Selama ini peran dan keikutsertaan masyarakat masih terbilang kurang.  BPS banyak menemukan kendala di lapangan saat melakukan pendataan atau pencacahan data terhadap masyarakat, banyak masyarakat yang merasa bosan didatangi oleh petugas dari BPS untuk melakukan pengambilan data, mulai dari mengucapkan kata-kata kurang mengenakkan, hingga sampai tahap pengusiran secara paksa. Sering ditemukan adanya responden yang "Jenuh", "Jengah", "Bosan" dan bahkan menolak untuk didata. Hal ini sangat wajar, sebab kegiatan pendataan yang dilakukan BPS memang sangat banyak dan berkala sehingga sudah pasti akan menimbulkan rasa bosan bagi masyarakat. Ini berarti, masyarakat Indonesia masih belum sadar mengenai data-data statistik yang nantinya dihasilkan oleh BPS. Selain itu, masyarakat juga merasa bosan akibat mereka tidak mendapatkan apa-apa terhadap keterangan yang mereka berikan kepada BPS. Padahal, data tersebut sangat strategis bagi pemerintah dalam upaya mengambil kebijakan pembangunan. Kejujuran dan keikhlasan masyarakat dalam memberikan data yang lengkap dan secara berkala tentunya akan sangat berguna bagi pembangunan negara.

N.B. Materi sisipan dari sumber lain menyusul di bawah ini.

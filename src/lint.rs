//! Document linting
//!
//! Reports suspicious but accepted authoring: names repeated inside one
//! sibling collection. Linting never rejects or rewrites a document, and bit
//! ranges are not inspected.

use std::collections::HashSet;

use serde::Serialize;

use crate::model::{Base, Document};

/// Result of linting a document
#[derive(Debug, Default, Serialize)]
pub struct LintResult {
    pub warnings: Vec<LintWarning>,
}

impl LintResult {
    pub fn is_clean(&self) -> bool {
        self.warnings.is_empty()
    }
}

#[derive(Debug, Clone, PartialEq, Eq, Serialize)]
pub struct LintWarning {
    pub code: &'static str,
    pub message: String,
    /// Slash-separated location, e.g. `struct/Header/field`
    pub path: String,
}

pub const DUPLICATE_NAME: &str = "W001";

pub fn lint_document(doc: &Document) -> LintResult {
    let mut result = LintResult::default();

    check_unique(&mut result, "enum", doc.enumerates.iter().map(|e| &e.base));
    check_unique(&mut result, "struct", doc.structures.iter().map(|s| &s.base));

    for enumerate in &doc.enumerates {
        let path = format!("enum/{}/value", enumerate.base.name);
        check_unique(&mut result, &path, enumerate.values.iter().map(|v| &v.base));
    }

    for structure in &doc.structures {
        let path = format!("struct/{}/field", structure.base.name);
        check_unique(&mut result, &path, structure.fields.iter().map(|f| &f.base));

        for field in &structure.fields {
            if let Some(choices) = &field.choices {
                let path = format!("struct/{}/field/{}/value", structure.base.name, field.base.name);
                check_unique(&mut result, &path, choices.iter().map(|c| &c.base));
            }
        }
    }

    result
}

fn check_unique<'a>(result: &mut LintResult, path: &str, items: impl Iterator<Item = &'a Base>) {
    let mut seen = HashSet::new();
    let mut reported = HashSet::new();
    for base in items {
        let name = base.name.as_str();
        if !seen.insert(name) && reported.insert(name) {
            result.warnings.push(LintWarning {
                code: DUPLICATE_NAME,
                message: format!("duplicate name '{}'", name),
                path: path.to_string(),
            });
        }
    }
}
//! genxml
//!
//! Document model, parser and serializer for genxml schema files: named
//! `enum`s of integer constants and fixed-width `struct`s of bit fields.
//!
//! ## Format
//!
//! ```text
//! <genxml>
//! ├── <enum name prefix? info?>
//! │   └── <value name value prefix? info?>      (one or more)
//! └── <struct name length prefix? info?>
//!     └── <field name start end type default? prefix? info?>   (one or more)
//!         └── <value name value ...>            (optional choices)
//! ```
//!
//! ## Error policy
//!
//! Parsing never stops at the first problem. Each failing node is recorded
//! as a [`ParseError`] with its line and dropped from its parent; a parent
//! whose required children failed is dropped too. Only unreadable text or a
//! missing `<genxml>` root fails the whole call.

pub mod checksum;
pub mod config;
pub mod error;
pub mod file;
pub mod lint;
pub mod model;
pub mod parser;
pub mod serializer;
pub mod tree;

pub use checksum::Checksum;
pub use config::GenxmlConfig;
pub use error::{NodeKind, ParseError, ParseErrorKind, Result, SchemaError};
pub use file::{load, save, save_with};
pub use lint::{lint_document, LintResult, LintWarning};
pub use model::{Base, Document, Enum, Field, Struct, Value};
pub use parser::{parse, ParseOutcome};
pub use serializer::{serialize, serialize_with, to_tree};
pub use tree::WriteOptions;

/// Tag of the document root element
pub const ROOT_TAG: &str = "genxml";
//! Document serializer
//!
//! Mirrors the parser's node shapes. Optional attributes are written only
//! when present, so a parsed document serializes back to an equivalent tree.

use crate::model::{Base, Document, Enum, Field, Struct, Value};
use crate::tree::{Element, WriteOptions};
use crate::ROOT_TAG;

/// Serialize with the default [`WriteOptions`]
pub fn serialize(doc: &Document) -> String {
    serialize_with(doc, &WriteOptions::default())
}

pub fn serialize_with(doc: &Document, options: &WriteOptions) -> String {
    to_tree(doc).render(options).to_string()
}

/// Build the attributed tree for a document
pub fn to_tree(doc: &Document) -> Element {
    let mut root = Element::new(ROOT_TAG);
    if !doc.base.name.is_empty() {
        root.set_attr("name", &doc.base.name);
    }
    root.set_opt_attr("prefix", doc.base.prefix.as_deref());
    root.set_opt_attr("info", doc.base.info.as_deref());

    for enumerate in &doc.enumerates {
        root.push_child(enum_element(enumerate));
    }
    for structure in &doc.structures {
        root.push_child(struct_element(structure));
    }
    root
}

fn base_element(tag: &str, base: &Base) -> Element {
    let mut element = Element::new(tag);
    element.set_attr("name", &base.name);
    element.set_opt_attr("prefix", base.prefix.as_deref());
    element.set_opt_attr("info", base.info.as_deref());
    element
}

fn value_element(value: &Value) -> Element {
    let mut element = base_element("value", &value.base);
    element.set_attr("value", value.value);
    element
}

fn field_element(field: &Field) -> Element {
    let mut element = base_element("field", &field.base);
    element.set_attr("start", field.start);
    element.set_attr("end", field.end);
    element.set_attr("type", &field.ty);
    element.set_opt_attr("default", field.default_value);
    for choice in field.choices.iter().flatten() {
        element.push_child(value_element(choice));
    }
    element
}

fn enum_element(enumerate: &Enum) -> Element {
    let mut element = base_element("enum", &enumerate.base);
    for value in &enumerate.values {
        element.push_child(value_element(value));
    }
    element
}

fn struct_element(structure: &Struct) -> Element {
    let mut element = base_element("struct", &structure.base);
    element.set_attr("length", structure.length);
    for field in &structure.fields {
        element.push_child(field_element(field));
    }
    element
}
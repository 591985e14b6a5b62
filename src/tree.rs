//! Attributed tree I/O
//!
//! The parser and serializer only see [`Element`]: a tag, its attributes in
//! source order, its element children and the line it started on. Reading
//! goes through `roxmltree`; rendering writes the tree back as indented XML.

use std::borrow::Cow;
use std::fmt;

use quick_xml::escape::escape;

use crate::error::{NodeKind, Result, SchemaError};

/// One element of an attributed tree
#[derive(Debug, Clone, PartialEq, Eq)]
pub struct Element {
    pub tag: String,
    pub attributes: Vec<(String, String)>,
    pub children: Vec<Element>,
    /// 1-based source line, 0 for elements built in memory
    pub line: u32,
}

impl Element {
    pub fn new(tag: impl Into<String>) -> Self {
        Self {
            tag: tag.into(),
            attributes: Vec::new(),
            children: Vec::new(),
            line: 0,
        }
    }

    /// Look up an attribute's raw text
    pub fn attr(&self, name: &str) -> Option<&str> {
        self.attributes
            .iter()
            .find(|(key, _)| key == name)
            .map(|(_, value)| value.as_str())
    }

    /// Append an attribute, keeping insertion order
    pub fn set_attr(&mut self, name: impl Into<String>, value: impl ToString) {
        self.attributes.push((name.into(), value.to_string()));
    }

    /// Append an attribute only when a value is present
    pub fn set_opt_attr<T: ToString>(&mut self, name: impl Into<String>, value: Option<T>) {
        if let Some(value) = value {
            self.set_attr(name, value);
        }
    }

    pub fn push_child(&mut self, child: Element) {
        self.children.push(child);
    }

    /// Child elements with the given tag, in document order
    pub fn children_named<'a>(&'a self, tag: &'a str) -> impl Iterator<Item = &'a Element> + 'a {
        self.children.iter().filter(move |child| child.tag == tag)
    }

    pub fn render<'a>(&'a self, options: &'a WriteOptions) -> Rendered<'a> {
        Rendered {
            element: self,
            options,
        }
    }
}

/// Parse XML text into an owned tree rooted at the document element
///
/// A `<!DOCTYPE>` is accepted. Text without any element is a missing root,
/// not malformed XML.
pub fn read_tree(text: &str) -> Result<Element> {
    let options = roxmltree::ParsingOptions {
        allow_dtd: true,
        ..roxmltree::ParsingOptions::default()
    };
    let doc = match roxmltree::Document::parse_with_options(text, options) {
        Ok(doc) => doc,
        Err(roxmltree::Error::NoRootNode) => {
            return Err(SchemaError::MissingRootNode {
                expected: NodeKind::Root.tag(),
                found: None,
            })
        }
        Err(e) => return Err(e.into()),
    };
    Ok(convert(&doc, doc.root_element()))
}

fn convert(doc: &roxmltree::Document<'_>, node: roxmltree::Node<'_, '_>) -> Element {
    Element {
        tag: node.tag_name().name().to_string(),
        attributes: node
            .attributes()
            .map(|attr| (attr.name().to_string(), attr.value().to_string()))
            .collect(),
        children: node
            .children()
            .filter(|child| child.is_element())
            .map(|child| convert(doc, child))
            .collect(),
        line: doc.text_pos_at(node.range().start).row,
    }
}

/// Decode an unsigned integer attribute: decimal or `0x` hex, surrounding
/// whitespace allowed, no sign and no overflow
pub fn decode_u64(raw: &str) -> Option<u64> {
    let trimmed = raw.trim();
    match trimmed
        .strip_prefix("0x")
        .or_else(|| trimmed.strip_prefix("0X"))
    {
        Some(hex) if !hex.is_empty() && hex.bytes().all(|b| b.is_ascii_hexdigit()) => {
            u64::from_str_radix(hex, 16).ok()
        }
        Some(_) => None,
        None if !trimmed.is_empty() && trimmed.bytes().all(|b| b.is_ascii_digit()) => {
            trimmed.parse().ok()
        }
        None => None,
    }
}

pub fn decode_u32(raw: &str) -> Option<u32> {
    decode_u64(raw).and_then(|value| u32::try_from(value).ok())
}

/// Text rendering settings
#[derive(Debug, Clone, PartialEq, Eq)]
pub struct WriteOptions {
    /// Spaces per nesting level
    pub indent: usize,
    /// Emit an `<?xml ...?>` declaration first
    pub declaration: bool,
}

impl Default for WriteOptions {
    fn default() -> Self {
        Self {
            indent: 4,
            declaration: true,
        }
    }
}

/// A tree paired with its rendering options; format it to get XML text
pub struct Rendered<'a> {
    element: &'a Element,
    options: &'a WriteOptions,
}

impl Rendered<'_> {
    fn write_element(&self, f: &mut fmt::Formatter<'_>, element: &Element, depth: usize) -> fmt::Result {
        let pad = depth * self.options.indent;
        write!(f, "{:pad$}<{}", "", element.tag, pad = pad)?;
        for (name, value) in &element.attributes {
            write!(f, " {}=\"{}\"", name, escape_attr(value))?;
        }
        if element.children.is_empty() {
            return writeln!(f, "/>");
        }
        writeln!(f, ">")?;
        for child in &element.children {
            self.write_element(f, child, depth + 1)?;
        }
        writeln!(f, "{:pad$}</{}>", "", element.tag, pad = pad)
    }
}

impl fmt::Display for Rendered<'_> {
    fn fmt(&self, f: &mut fmt::Formatter<'_>) -> fmt::Result {
        if self.options.declaration {
            writeln!(f, r#"<?xml version="1.0" encoding="UTF-8"?>"#)?;
        }
        self.write_element(f, self.element, 0)
    }
}

// Attribute-value normalization would turn raw whitespace controls into spaces.
fn escape_attr(value: &str) -> Cow<'_, str> {
    let escaped = escape(value);
    if escaped.contains(['\n', '\r', '\t']) {
        Cow::Owned(
            escaped
                .replace('\n', "&#10;")
                .replace('\r', "&#13;")
                .replace('\t', "&#9;"),
        )
    } else {
        escaped
    }
}

#[cfg(test)]
mod tests {
    use super::*;

    #[test]
    fn test_decode_numbers() {
        assert_eq!(decode_u64("42"), Some(42));
        assert_eq!(decode_u64(" 7 "), Some(7));
        assert_eq!(decode_u64("0x1F"), Some(31));
        assert_eq!(decode_u64("0XfF"), Some(255));
        assert_eq!(decode_u64("18446744073709551615"), Some(u64::MAX));
        assert_eq!(decode_u64("18446744073709551616"), None);
        assert_eq!(decode_u64("-1"), None);
        assert_eq!(decode_u64("+1"), None);
        assert_eq!(decode_u64("1.5"), None);
        assert_eq!(decode_u64("0x"), None);
        assert_eq!(decode_u64(""), None);
        assert_eq!(decode_u32("4294967295"), Some(u32::MAX));
        assert_eq!(decode_u32("4294967296"), None);
    }

    #[test]
    fn test_read_tree_lines_and_order() {
        let text = "<genxml>\n  <!-- note -->\n  <enum name=\"E\" info=\"x\">\n    <value name=\"A\" value=\"1\"/>\n  </enum>\n</genxml>\n";
        let root = read_tree(text).unwrap();
        assert_eq!(root.tag, "genxml");
        assert_eq!(root.line, 1);
        assert_eq!(root.children.len(), 1);

        let en = &root.children[0];
        assert_eq!(en.line, 3);
        assert_eq!(en.attributes[0], ("name".to_string(), "E".to_string()));
        assert_eq!(en.attr("info"), Some("x"));
        assert_eq!(en.attr("prefix"), None);
        assert_eq!(en.children_named("value").count(), 1);
        assert_eq!(en.children[0].line, 4);
    }

    #[test]
    fn test_read_tree_malformed() {
        assert!(matches!(
            read_tree("<genxml><enum></genxml>"),
            Err(SchemaError::Malformed(_))
        ));
    }

    #[test]
    fn test_read_tree_accepts_doctype() {
        let root = read_tree("<?xml version=\"1.0\"?>\n<!DOCTYPE genxml>\n<genxml/>").unwrap();
        assert_eq!(root.tag, "genxml");
        assert_eq!(root.line, 3);
    }

    #[test]
    fn test_read_tree_without_element_is_missing_root() {
        for text in ["", "<?xml version=\"1.0\"?>", "<?xml version=\"1.0\"?>\n<!-- nothing -->\n"] {
            assert!(
                matches!(
                    read_tree(text),
                    Err(SchemaError::MissingRootNode { expected: "genxml", found: None })
                ),
                "{:?}",
                text
            );
        }
    }

    #[test]
    fn test_render_indent_and_escape() {
        let mut root = Element::new("genxml");
        let mut en = Element::new("enum");
        en.set_attr("name", "A&B");
        en.set_opt_attr("info", Some("say \"hi\"\nbye"));
        en.set_opt_attr("prefix", None::<&str>);
        let mut value = Element::new("value");
        value.set_attr("name", "X");
        value.set_attr("value", 3u64);
        en.push_child(value);
        root.push_child(en);

        let options = WriteOptions {
            indent: 2,
            declaration: false,
        };
        let text = root.render(&options).to_string();
        assert_eq!(
            text,
            "<genxml>\n  <enum name=\"A&amp;B\" info=\"say &quot;hi&quot;&#10;bye\">\n    <value name=\"X\" value=\"3\"/>\n  </enum>\n</genxml>\n"
        );

        let reread = read_tree(&text).unwrap();
        assert_eq!(reread.children[0].attr("info"), Some("say \"hi\"\nbye"));
    }
}
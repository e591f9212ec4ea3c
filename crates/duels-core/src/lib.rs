//! Core domain model for the Duels buckets builder.

use serde::{Deserialize, Deserializer, Serialize};

pub const CRATE_NAME: &str = "duels-core";

pub const CLASS_NEUTRAL: &str = "NEUTRAL";
pub const CLASS_DEATHKNIGHT: &str = "DEATHKNIGHT";
pub const CLASS_HUNTER: &str = "HUNTER";

/// One loot offer as stored by the run tracker: three option slots, each with a
/// bucket id and the comma-separated card ids drawn from that bucket.
#[derive(Debug, Clone, Default, PartialEq, Eq, Serialize, Deserialize)]
#[serde(rename_all = "camelCase", default)]
pub struct RawOfferRow {
    #[serde(deserialize_with = "null_as_empty")]
    pub option1: String,
    #[serde(deserialize_with = "null_as_empty")]
    pub option1_contents: String,
    #[serde(deserialize_with = "null_as_empty")]
    pub option2: String,
    #[serde(deserialize_with = "null_as_empty")]
    pub option2_contents: String,
    #[serde(deserialize_with = "null_as_empty")]
    pub option3: String,
    #[serde(deserialize_with = "null_as_empty")]
    pub option3_contents: String,
}

fn null_as_empty<'de, D>(deserializer: D) -> Result<String, D::Error>
where
    D: Deserializer<'de>,
{
    Ok(Option::<String>::deserialize(deserializer)?.unwrap_or_default())
}

impl RawOfferRow {
    /// The three `(bucket id, contents)` slots in column order.
    pub fn slots(&self) -> [(&str, &str); 3] {
        [
            (&self.option1, &self.option1_contents),
            (&self.option2, &self.option2_contents),
            (&self.option3, &self.option3_contents),
        ]
    }
}

/// A single observation of a bucket: the cards it offered in one slot.
#[derive(Debug, Clone, PartialEq, Eq, Serialize, Deserialize)]
#[serde(rename_all = "camelCase")]
pub struct BucketMap {
    pub bucket_id: String,
    pub card_ids: Vec<String>,
}

#[derive(Debug, Clone, PartialEq, Eq, Serialize, Deserialize)]
#[serde(rename_all = "camelCase")]
pub struct BucketCard {
    pub card_id: String,
    pub card_name: String,
    pub total_offered: usize,
}

/// Published summary of a bucket.
#[derive(Debug, Clone, PartialEq, Eq, Serialize, Deserialize)]
#[serde(rename_all = "camelCase")]
pub struct BucketInfo {
    pub bucket_id: String,
    pub bucket_name: String,
    pub bucket_classes: Vec<String>,
    pub cards: Vec<BucketCard>,
}

/// Reference data for a card, as found in the card database JSON.
#[derive(Debug, Clone, Default, PartialEq, Eq, Serialize, Deserialize)]
#[serde(rename_all = "camelCase", default)]
pub struct CardMetadata {
    pub id: String,
    pub dbf_id: i64,
    pub name: String,
    pub card_class: Option<String>,
    pub classes: Vec<String>,
    pub deck_duplicate_dbf_id: Option<i64>,
}

impl CardMetadata {
    /// Cards tagged with several classes (dual-class cards).
    pub fn is_multi_class(&self) -> bool {
        !self.classes.is_empty()
    }

    /// True when the card has an alternate deck-building id for the same print.
    pub fn has_duplicate_variant(&self) -> bool {
        self.deck_duplicate_dbf_id.is_some_and(|id| id != 0)
    }
}
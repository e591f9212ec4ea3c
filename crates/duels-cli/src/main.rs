use anyhow::Result;
use clap::{Parser, Subcommand};
use duels_build::BuildConfig;
use duels_cards::{CardDatabase, CardResolver};

#[derive(Debug, Parser)]
#[command(name = "duels-cli")]
#[command(about = "Builds and publishes the Duels loot buckets")]
struct Cli {
    #[command(subcommand)]
    command: Option<Commands>,
}

#[derive(Debug, Subcommand)]
enum Commands {
    /// Aggregate recent loot offers and publish the buckets file
    Build,
    /// Load the card database and run its self-check
    CheckCards,
}

#[tokio::main]
async fn main() -> Result<()> {
    tracing_subscriber::fmt()
        .with_env_filter(
            tracing_subscriber::EnvFilter::try_from_default_env()
                .unwrap_or_else(|_| "info".into()),
        )
        .init();

    let cli = Cli::parse();

    match cli.command.unwrap_or(Commands::Build) {
        Commands::Build => {
            let summary = duels_build::run_build_once_from_env().await?;
            println!(
                "build complete: status={} run_id={} rows={} buckets={} anomalies={} stored={}",
                summary.response().status_code,
                summary.run_id,
                summary.offer_rows,
                summary.published_buckets,
                summary.anomalies.len(),
                summary.stored.location
            );
        }
        Commands::CheckCards => {
            let config = BuildConfig::from_env();
            let source = config.card_source()?;
            let cards = CardDatabase::initialize(source.as_ref()).await?;
            cards.health_check()?;
            println!("cards ok: {} cards from {}", cards.len(), source.describe());
        }
    }

    Ok(())
}
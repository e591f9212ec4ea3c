//! Card reference data: the resolver contract and the in-memory card database.

use std::collections::HashMap;
use std::fs;
use std::path::{Path, PathBuf};

use anyhow::{Context, Result};
use async_trait::async_trait;
use duels_core::CardMetadata;
use duels_storage::HttpFetcher;
use thiserror::Error;
use tracing::info;

pub const CRATE_NAME: &str = "duels-cards";

/// Card that every complete reference database contains; used as the init self-check.
pub const SENTINEL_CARD_ID: &str = "REV_375";

pub const DEFAULT_CARDS_URL: &str =
    "https://static.zerotoheroes.com/hearthstone/jsoncards/cards.json";

#[derive(Debug, Error)]
pub enum ResolverError {
    #[error("cards not initialized: sentinel {sentinel} missing ({loaded} cards loaded)")]
    NotInitialized { sentinel: String, loaded: usize },
}

/// Read-only lookup over card reference data.
pub trait CardResolver: Send + Sync {
    fn card(&self, id: &str) -> Option<&CardMetadata>;

    fn card_by_dbf_id(&self, dbf_id: i64) -> Option<&CardMetadata>;

    fn len(&self) -> usize;

    fn is_empty(&self) -> bool {
        self.len() == 0
    }

    fn health_check(&self) -> Result<(), ResolverError> {
        match self.card(SENTINEL_CARD_ID) {
            Some(card) if !card.id.is_empty() => Ok(()),
            _ => Err(ResolverError::NotInitialized {
                sentinel: SENTINEL_CARD_ID.to_string(),
                loaded: self.len(),
            }),
        }
    }
}

/// Where the raw card list comes from.
#[async_trait]
pub trait CardSource: Send + Sync {
    fn describe(&self) -> String;

    async fn load_cards(&self) -> Result<Vec<CardMetadata>>;
}

#[derive(Debug, Clone)]
pub struct FileCardSource {
    path: PathBuf,
}

impl FileCardSource {
    pub fn new(path: impl Into<PathBuf>) -> Self {
        Self { path: path.into() }
    }
}

#[async_trait]
impl CardSource for FileCardSource {
    fn describe(&self) -> String {
        self.path.display().to_string()
    }

    async fn load_cards(&self) -> Result<Vec<CardMetadata>> {
        read_cards_file(&self.path)
    }
}

pub struct HttpCardSource {
    http: HttpFetcher,
    url: String,
}

impl HttpCardSource {
    pub fn new(http: HttpFetcher, url: impl Into<String>) -> Self {
        Self {
            http,
            url: url.into(),
        }
    }
}

#[async_trait]
impl CardSource for HttpCardSource {
    fn describe(&self) -> String {
        self.url.clone()
    }

    async fn load_cards(&self) -> Result<Vec<CardMetadata>> {
        let response = self
            .http
            .fetch_bytes(&self.url)
            .await
            .with_context(|| format!("downloading card database {}", self.url))?;
        parse_cards(&response.body).with_context(|| format!("parsing card database {}", self.url))
    }
}

pub fn read_cards_file(path: impl AsRef<Path>) -> Result<Vec<CardMetadata>> {
    let path = path.as_ref();
    let data = fs::read(path).with_context(|| format!("reading {}", path.display()))?;
    parse_cards(&data).with_context(|| format!("parsing {}", path.display()))
}

pub fn parse_cards(bytes: &[u8]) -> Result<Vec<CardMetadata>> {
    Ok(serde_json::from_slice(bytes)?)
}

/// In-memory card database indexed by symbolic id and by dbf id.
#[derive(Debug, Clone, Default)]
pub struct CardDatabase {
    cards: Vec<CardMetadata>,
    by_id: HashMap<String, usize>,
    by_dbf_id: HashMap<i64, usize>,
}

impl CardDatabase {
    pub fn from_cards(cards: Vec<CardMetadata>) -> Self {
        let mut by_id = HashMap::with_capacity(cards.len());
        let mut by_dbf_id = HashMap::with_capacity(cards.len());
        for (idx, card) in cards.iter().enumerate() {
            if !card.id.is_empty() {
                by_id.entry(card.id.clone()).or_insert(idx);
            }
            if card.dbf_id > 0 {
                by_dbf_id.entry(card.dbf_id).or_insert(idx);
            }
        }
        Self {
            cards,
            by_id,
            by_dbf_id,
        }
    }

    /// Load the full card list from `source`. Callers run `health_check` before use.
    pub async fn initialize(source: &dyn CardSource) -> Result<Self> {
        let cards = source
            .load_cards()
            .await
            .with_context(|| format!("initializing card database from {}", source.describe()))?;
        let db = Self::from_cards(cards);
        info!(cards = db.len(), source = %source.describe(), "card database loaded");
        Ok(db)
    }
}

impl CardResolver for CardDatabase {
    fn card(&self, id: &str) -> Option<&CardMetadata> {
        self.by_id.get(id).map(|&idx| &self.cards[idx])
    }

    fn card_by_dbf_id(&self, dbf_id: i64) -> Option<&CardMetadata> {
        self.by_dbf_id.get(&dbf_id).map(|&idx| &self.cards[idx])
    }

    fn len(&self) -> usize {
        self.cards.len()
    }
}
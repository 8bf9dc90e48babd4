use sea_orm::{sea_query::Expr, ColumnTrait, DatabaseConnection, EntityTrait, QueryFilter, QueryOrder, TransactionTrait};
use tracing::info;
use models::{article, car};
use crate::errors::ServiceError;

/// A car together with the first article written about it.
#[derive(Debug, Clone, PartialEq)]
pub struct CarWithArticle {
    pub car: car::Model,
    pub article: Option<article::Model>,
}

/// List cars in insertion (id) order.
pub async fn list_cars(db: &DatabaseConnection) -> Result<Vec<car::Model>, ServiceError> {
    car::Entity::find()
        .order_by_asc(car::Column::Id)
        .all(db)
        .await
        .map_err(ServiceError::db)
}

/// List cars in id order, each joined with its lowest-id article.
pub async fn list_cars_with_article(db: &DatabaseConnection) -> Result<Vec<CarWithArticle>, ServiceError> {
    let rows = car::Entity::find()
        .find_with_related(article::Entity)
        .order_by_asc(car::Column::Id)
        .order_by_asc(article::Column::Id)
        .all(db)
        .await
        .map_err(ServiceError::db)?;
    Ok(rows
        .into_iter()
        .map(|(car, articles)| CarWithArticle { car, article: articles.into_iter().next() })
        .collect())
}

pub async fn create_car(db: &DatabaseConnection, name: &str, image: &str, description: &str) -> Result<car::Model, ServiceError> {
    let txn = db.begin().await.map_err(ServiceError::db)?;
    let created = car::create(&txn, name, image, description).await?;
    txn.commit().await.map_err(ServiceError::db)?;
    info!(id = created.id, name = %created.name, "created car");
    Ok(created)
}

pub async fn update_car(
    db: &DatabaseConnection,
    id: i32,
    name: &str,
    image: &str,
    description: &str,
) -> Result<car::Model, ServiceError> {
    car::validate(name, image, description)?;
    // The UPDATE opens the transaction so SQLite takes the write lock up front.
    let txn = db.begin().await.map_err(ServiceError::db)?;
    let res = car::Entity::update_many()
        .col_expr(car::Column::Name, Expr::value(name))
        .col_expr(car::Column::Image, Expr::value(image))
        .col_expr(car::Column::Description, Expr::value(description))
        .filter(car::Column::Id.eq(id))
        .exec(&txn)
        .await
        .map_err(ServiceError::db)?;
    if res.rows_affected == 0 {
        txn.rollback().await.map_err(ServiceError::db)?;
        return Err(ServiceError::not_found("car", id));
    }
    let updated = car::Entity::find_by_id(id)
        .one(&txn)
        .await
        .map_err(ServiceError::db)?
        .ok_or_else(|| ServiceError::not_found("car", id))?;
    txn.commit().await.map_err(ServiceError::db)?;
    info!(id, "updated car");
    Ok(updated)
}

/// Delete a car and every article pointing at it; returns false when the car
/// does not exist, in which case nothing is removed.
pub async fn delete_car(db: &DatabaseConnection, id: i32) -> Result<bool, ServiceError> {
    let txn = db.begin().await.map_err(ServiceError::db)?;
    let articles = article::Entity::delete_many()
        .filter(article::Column::CarId.eq(id))
        .exec(&txn)
        .await
        .map_err(ServiceError::db)?;
    let res = car::Entity::delete_by_id(id).exec(&txn).await.map_err(ServiceError::db)?;
    if res.rows_affected == 0 {
        txn.rollback().await.map_err(ServiceError::db)?;
        return Ok(false);
    }
    txn.commit().await.map_err(ServiceError::db)?;
    info!(id, articles = articles.rows_affected, "deleted car");
    Ok(true)
}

Peringatan Hari Statistik Nasional ini tidak hanya ditujukan kepada Insan BPS melainkan seluruh komponen masyarakat; reponden, produsen maupun konsumen data agar makin menyadari manfaat statistik itu baik bagi Pemerintah, Politisi, Pengusaha, bahkan sampai Rumah Tangga atau orang perorang yang akan menjadi objek ataupun pelaku dalam kegiatan perstatistikan. 
Membangun data itu memang mahal, tapi membangun tanpa data akan jauh lebih mahal. Semoga data statistik di Indonesia dapat berperan dalam mencerdaskan bangsa. Selamat Hari Statistik Nasional.